- [WORK ORDER] Write out again only the lines that run from the start of the entries to the line containing "kept. Each attached", both included.

- [EXTRACTED RECORDS]
══════════
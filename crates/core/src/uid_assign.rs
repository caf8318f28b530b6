//! Identifier assignment for newly submitted events.

use crate::event::Event;
use etrack_uid::Uid;

/// Stamps identifiers onto a batch of newly submitted events, in place.
///
/// Every event gets a freshly generated identifier unconditionally: a
/// client-supplied identifier on a *new* event is never kept. Each attached
/// note keeps its identifier only when it is already well formed under the
/// canonical code shape; anything else (missing, wrong length, bad alphabet)
/// is overwritten with a fresh code. Generation cannot fail, so neither can
/// assignment.
///
/// Callers needing the pre-assignment form must copy first.
pub fn assign_uids(events: &mut [Event]) {
    for event in events.iter_mut() {
        event.uid = Uid::generate().into();

        for note in event.notes.iter_mut() {
            if !Uid::is_valid(&note.uid) {
                note.uid = Uid::generate().into();
            }
        }
    }
}
//! Per-batch validation context and the collaborator contracts it reads.
//!
//! A [`ValidationContext`] is an immutable lookup bundle built once per import
//! batch, before any event is checked, and handed by shared reference to every
//! check. It carries the resolved program definitions, enrollments
//! pre-resolved against incoming events, tracked entity instances, a live
//! handle to the enrollment store for on-demand lookups, and the caller's
//! import options.
//!
//! Building the context once at batch start and never mutating it afterwards
//! is what makes per-event validation safe to run concurrently: checks only
//! ever read from it (see [`crate::pipeline`]).

use chrono::NaiveDateTime;
use serde::{Deserialize, Serialize};
use std::collections::{HashMap, HashSet};
use std::sync::Arc;

/// Authority granting edits to data in expired or completed enrollment
/// windows.
pub const F_EDIT_EXPIRED: &str = "F_EDIT_EXPIRED";

/// Authority marking a superuser; implies every other authority.
pub const F_ALL: &str = "ALL";

/// Program definition, as resolved by the external metadata loader.
#[derive(Clone, Debug, PartialEq, Eq, Serialize, Deserialize)]
#[serde(rename_all = "camelCase")]
pub struct Program {
    pub uid: String,
    pub name: String,
    /// Registration programs require an explicit tracked-entity enrollment per
    /// event; non-registration programs share a single implicit enrollment.
    pub registration: bool,
}

/// Lifecycle status of an enrollment.
#[derive(Clone, Copy, Debug, PartialEq, Eq, Serialize, Deserialize)]
#[serde(rename_all = "SCREAMING_SNAKE_CASE")]
pub enum EnrollmentStatus {
    Active,
    Completed,
    Cancelled,
}

/// A tracked entity's (or program's) participation record in a program.
///
/// A completed enrollment closes the window for new events unless the caller
/// holds the [`F_EDIT_EXPIRED`] override.
#[derive(Clone, Debug, PartialEq, Serialize, Deserialize)]
#[serde(rename_all = "camelCase")]
pub struct Enrollment {
    pub uid: String,
    pub program: String,
    /// Absent for non-registration programs.
    pub tracked_entity_instance: Option<String>,
    pub status: EnrollmentStatus,
    /// Set when the enrollment was completed or cancelled.
    pub end_date: Option<NaiveDateTime>,
}

/// The subject enrolled in a program.
#[derive(Clone, Debug, PartialEq, Eq, Serialize, Deserialize)]
pub struct TrackedEntityInstance {
    pub uid: String,
}

/// The acting user bound to an import request.
#[derive(Clone, Debug, Default, PartialEq, Eq)]
pub struct User {
    pub username: String,
    pub authorities: HashSet<String>,
}

impl User {
    pub fn new(username: impl Into<String>) -> Self {
        Self {
            username: username.into(),
            authorities: HashSet::new(),
        }
    }

    /// Grants an authority, builder style.
    pub fn with_authority(mut self, authority: impl Into<String>) -> Self {
        self.authorities.insert(authority.into());
        self
    }

    /// Capability test: does this user hold `authority`?
    ///
    /// The superuser authority [`F_ALL`] implies everything.
    pub fn is_authorized(&self, authority: &str) -> bool {
        self.authorities.contains(authority) || self.authorities.contains(F_ALL)
    }
}

/// Caller-supplied options for one import request.
///
/// The validation pipeline only reads the bound user's authorization set; the
/// remaining flags are passed through to the surrounding import flow.
#[derive(Clone, Debug, Default)]
pub struct ImportOptions {
    /// The acting user, when the request is bound to one.
    pub user: Option<User>,
    /// Validate and report without committing to the event store.
    pub dry_run: bool,
    /// Pass-through synchronization skip flag.
    pub skip_sync: bool,
}

/// Live handle to the enrollment store, consulted when the context holds no
/// pre-resolved enrollment for an event.
///
/// Calls may block on the external store; the pipeline bounds its worker count
/// for that reason rather than fanning out per event.
pub trait EnrollmentStore: Send + Sync {
    /// Active enrollments of `tracked_entity` in `program`.
    fn find_active(&self, tracked_entity: &str, program: &str) -> Vec<Enrollment>;

    /// Active enrollments in `program`, regardless of tracked entity.
    fn find_active_for_program(&self, program: &str) -> Vec<Enrollment>;
}

/// Immutable, pre-populated lookup bundle handed to every validation check.
///
/// Constructed via [`ValidationContext::builder`] once per batch and discarded
/// at batch end. The enrollment and tracked-entity maps are keyed by *event*
/// identifier: they hold what the external loader pre-resolved for each
/// incoming event.
#[derive(Clone)]
pub struct ValidationContext {
    programs: HashMap<String, Program>,
    enrollments: HashMap<String, Enrollment>,
    tracked_entities: HashMap<String, TrackedEntityInstance>,
    enrollment_store: Arc<dyn EnrollmentStore>,
    import_options: ImportOptions,
}

impl ValidationContext {
    /// Starts building a context over the given live enrollment store.
    pub fn builder(enrollment_store: Arc<dyn EnrollmentStore>) -> ValidationContextBuilder {
        ValidationContextBuilder {
            programs: HashMap::new(),
            enrollments: HashMap::new(),
            tracked_entities: HashMap::new(),
            enrollment_store,
            import_options: ImportOptions::default(),
        }
    }

    /// The program definition for `program_uid`, if the loader resolved one.
    pub fn program(&self, program_uid: &str) -> Option<&Program> {
        self.programs.get(program_uid)
    }

    /// The enrollment pre-resolved for the event `event_uid`, if any.
    pub fn enrollment(&self, event_uid: &str) -> Option<&Enrollment> {
        self.enrollments.get(event_uid)
    }

    /// The tracked entity instance pre-resolved for the event `event_uid`.
    pub fn tracked_entity(&self, event_uid: &str) -> Option<&TrackedEntityInstance> {
        self.tracked_entities.get(event_uid)
    }

    /// Live enrollment store for on-demand lookups.
    pub fn enrollment_store(&self) -> &dyn EnrollmentStore {
        self.enrollment_store.as_ref()
    }

    pub fn import_options(&self) -> &ImportOptions {
        &self.import_options
    }
}

/// Builder for [`ValidationContext`], used by the external batch loader.
pub struct ValidationContextBuilder {
    programs: HashMap<String, Program>,
    enrollments: HashMap<String, Enrollment>,
    tracked_entities: HashMap<String, TrackedEntityInstance>,
    enrollment_store: Arc<dyn EnrollmentStore>,
    import_options: ImportOptions,
}

impl ValidationContextBuilder {
    /// Registers a resolved program definition, keyed by its own identifier.
    pub fn program(mut self, program: Program) -> Self {
        self.programs.insert(program.uid.clone(), program);
        self
    }

    /// Registers an enrollment pre-resolved for the event `event_uid`.
    pub fn enrollment(mut self, event_uid: impl Into<String>, enrollment: Enrollment) -> Self {
        self.enrollments.insert(event_uid.into(), enrollment);
        self
    }

    /// Registers a tracked entity instance pre-resolved for the event
    /// `event_uid`.
    pub fn tracked_entity(
        mut self,
        event_uid: impl Into<String>,
        instance: TrackedEntityInstance,
    ) -> Self {
        self.tracked_entities.insert(event_uid.into(), instance);
        self
    }

    pub fn import_options(mut self, options: ImportOptions) -> Self {
        self.import_options = options;
        self
    }

    /// Freezes the bundle. Nothing can be added after this point.
    pub fn build(self) -> ValidationContext {
        ValidationContext {
            programs: self.programs,
            enrollments: self.enrollments,
            tracked_entities: self.tracked_entities,
            enrollment_store: self.enrollment_store,
            import_options: self.import_options,
        }
    }
}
══════════
- [EXERCISE ANSWER]
filename crates/core/src/uid_assign.rs
repository caf8318f28b530b6
//! Identifier assignment for newly submitted events.

use crate::event::Event;
use etrack_uid::Uid;

/// Stamps identifiers onto a batch of newly submitted events, in place.
///
/// Every event gets a freshly generated identifier unconditionally: a
/// client-supplied identifier on a *new* event is never kept. Each attached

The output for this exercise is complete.